Confesso que uma das experiências mais fascinantes da minha vida foi ter conhecido “in loco”, nos idos de oitenta, a Inglaterra e outros países europeus. Para chegar à mesma clássica conclusão de um romântico nosso do final do século dezenove: “não há, sob o céu de anil/país mais belo que o Brasil…” Embora a métrica claudicasse, a idéia era robusta, vertical.
Seja como for, e amparado no “de gustibus…”, confesso que, de todas as nações do Velho Continente que conheci, foi certamente a Inglaterra que mais me encantou, durante o périplo inesquecível. A começar pela antiga Londinium romana, a Londres contemporânea hierática e solene, grandiosa, que até hoje mantém o ar imperial.
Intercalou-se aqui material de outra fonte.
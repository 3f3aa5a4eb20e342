//! `~/.lokitos/config.toml`
//!
//! ```toml
//! [backend]
//! url = "https://xyz.example.co"
//! anon_key = "${LOKITOS_ANON_KEY}"
//! timeout_secs = 30
//! require_https = true
//!
//! [retry]
//! max_retries = 2
//! initial_delay_ms = 300
//! max_delay_ms = 5000
//!
//! [feed.posts]
//! buffer_size_max = 20
//! cleanup_threshold = 25
//! load_threshold = 5
//! load_batch = 10
//!
//! [scroll]
//! memory_capacity = 32
//! ```
//!
//! Every section and key is optional. String values may reference
//! environment variables as `${VAR}`. `LOKITOS_BACKEND_URL` and
//! `LOKITOS_ANON_KEY` take precedence over the file.

use std::fmt;
use std::path::{Path, PathBuf};
use std::{env, fs};

use serde::Deserialize;
use thiserror::Error;

pub const BACKEND_URL_ENV: &str = "LOKITOS_BACKEND_URL";
pub const ANON_KEY_ENV: &str = "LOKITOS_ANON_KEY";

const fn default_true() -> bool {
    true
}

#[derive(Debug, Error)]
pub enum ConfigError {
    #[error("failed to read {}: {source}", path.display())]
    Read {
        path: PathBuf,
        source: std::io::Error,
    },
    #[error("failed to parse {}: {source}", path.display())]
    Parse {
        path: PathBuf,
        source: toml::de::Error,
    },
}

impl ConfigError {
    #[must_use]
    pub fn path(&self) -> &Path {
        match self {
            ConfigError::Read { path, .. } | ConfigError::Parse { path, .. } => path,
        }
    }
}

#[derive(Debug, Default, Deserialize)]
pub struct LokitosConfig {
    pub backend: Option<BackendSection>,
    pub retry: Option<RetrySection>,
    pub feed: Option<FeedSection>,
    pub scroll: Option<ScrollSection>,
}

#[derive(Deserialize)]
pub struct BackendSection {
    pub url: Option<String>,
    pub anon_key: Option<String>,
    pub timeout_secs: Option<u64>,
    /// Refuse plain `http://` URLs. Turn off only for a local backend.
    #[serde(default = "default_true")]
    pub require_https: bool,
}

impl Default for BackendSection {
    fn default() -> Self {
        Self {
            url: None,
            anon_key: None,
            timeout_secs: None,
            require_https: true,
        }
    }
}

// Manual Debug impl to prevent leaking the key in logs.
impl fmt::Debug for BackendSection {
    fn fmt(&self, f: &mut fmt::Formatter<'_>) -> fmt::Result {
        f.debug_struct("BackendSection")
            .field("url", &self.url)
            .field(
                "anon_key",
                &if self.anon_key.is_some() {
                    "[REDACTED]"
                } else {
                    "None"
                },
            )
            .field("timeout_secs", &self.timeout_secs)
            .field("require_https", &self.require_https)
            .finish()
    }
}

#[derive(Debug, Default, Clone, Copy, Deserialize)]
pub struct RetrySection {
    pub max_retries: Option<u32>,
    pub initial_delay_ms: Option<u64>,
    pub max_delay_ms: Option<u64>,
}

#[derive(Debug, Default, Deserialize)]
pub struct FeedSection {
    pub posts: Option<PolicySection>,
    pub videos: Option<PolicySection>,
}

/// Overrides for one feed's window sizes. Missing keys keep the built-in default.
#[derive(Debug, Default, Clone, Copy, Deserialize)]
pub struct PolicySection {
    pub buffer_size_max: Option<usize>,
    pub cleanup_threshold: Option<usize>,
    pub load_threshold: Option<usize>,
    pub load_batch: Option<usize>,
}

#[derive(Debug, Default, Clone, Copy, Deserialize)]
pub struct ScrollSection {
    pub memory_capacity: Option<usize>,
}

/// Replace `${VAR}` with the variable's value. Unset variables become empty;
/// an unclosed `${` is kept literally.
#[must_use]
pub fn expand_env_vars(value: &str) -> String {
    let mut out = String::with_capacity(value.len());
    let mut rest = value;

    while let Some(start) = rest.find("${") {
        let Some(len) = rest[start + 2..].find('}') else {
            break;
        };
        out.push_str(&rest[..start]);
        let var = &rest[start + 2..start + 2 + len];
        if !var.is_empty() {
            out.push_str(&env::var(var).unwrap_or_default());
        }
        rest = &rest[start + 2 + len + 1..];
    }

    out.push_str(rest);
    out
}

impl LokitosConfig {
    /// Load the user's config file. `Ok(None)` when there is none.
    pub fn load() -> Result<Option<Self>, ConfigError> {
        match config_path() {
            Some(path) => Self::load_from(&path),
            None => Ok(None),
        }
    }

    pub fn load_from(path: &Path) -> Result<Option<Self>, ConfigError> {
        if !path.exists() {
            return Ok(None);
        }

        let content = match fs::read_to_string(path) {
            Ok(content) => content,
            Err(err) => {
                tracing::warn!(path = %path.display(), error = %err, "Failed to read config");
                return Err(ConfigError::Read {
                    path: path.to_path_buf(),
                    source: err,
                });
            }
        };

        match toml::from_str(&content) {
            Ok(config) => Ok(Some(config)),
            Err(err) => {
                tracing::warn!(path = %path.display(), error = %err, "Failed to parse config");
                Err(ConfigError::Parse {
                    path: path.to_path_buf(),
                    source: err,
                })
            }
        }
    }

    #[must_use]
    pub fn path() -> Option<PathBuf> {
        config_path()
    }

    /// Backend URL from the environment, else from the file.
    #[must_use]
    pub fn backend_url(&self) -> Option<String> {
        self.backend_url_with(|name| env::var(name).ok())
    }

    /// Anon key from the environment, else from the file.
    #[must_use]
    pub fn anon_key(&self) -> Option<String> {
        self.anon_key_with(|name| env::var(name).ok())
    }

    fn backend_url_with(&self, lookup: impl Fn(&str) -> Option<String>) -> Option<String> {
        resolve(
            lookup(BACKEND_URL_ENV),
            self.backend.as_ref().and_then(|b| b.url.as_deref()),
        )
    }

    fn anon_key_with(&self, lookup: impl Fn(&str) -> Option<String>) -> Option<String> {
        resolve(
            lookup(ANON_KEY_ENV),
            self.backend.as_ref().and_then(|b| b.anon_key.as_deref()),
        )
    }

    #[must_use]
    pub fn require_https(&self) -> bool {
        self.backend.as_ref().is_none_or(|b| b.require_https)
    }
}

fn resolve(from_env: Option<String>, from_file: Option<&str>) -> Option<String> {
    from_env
        .map(|v| v.trim().to_string())
        .filter(|v| !v.is_empty())
        .or_else(|| {
            from_file
                .map(|v| expand_env_vars(v).trim().to_string())
                .filter(|v| !v.is_empty())
        })
}

/// `~/.lokitos`
#[must_use]
pub fn data_dir() -> Option<PathBuf> {
    dirs::home_dir().map(|home| home.join(".lokitos"))
}

#[must_use]
pub fn config_path() -> Option<PathBuf> {
    data_dir().map(|dir| dir.join("config.toml"))
}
A verdade é que eu já estava predisposto, de antemão, a gostar da Old Albion. Isso graças à propaganda subliminar irresistível a que fui submetido durante muitos anos, por uma plêiade de escritores – poetas e romancistas – que fazem da literatura inglesa a única a disputar à francesa o cetro da primazia. A disputar e a ganhar, penso eu. Lembro alguns nomes emblemáticos que me fizeram amar a Inglaterra mesmo sem conhecê-la: Milton e Srakespeare, Swift e Defoe, Sterne e Dickens, Jane Austen e George Eliot, Tennyson e Keats, Done e Shelley, Hardy e Henry James, Chesterton e Maugham, Wilde e Shaw, Yeats e T.S. Eliot, Conrad e Virginia Woolf, Forster e Graham Greene, Durrel e Golding “and so on”.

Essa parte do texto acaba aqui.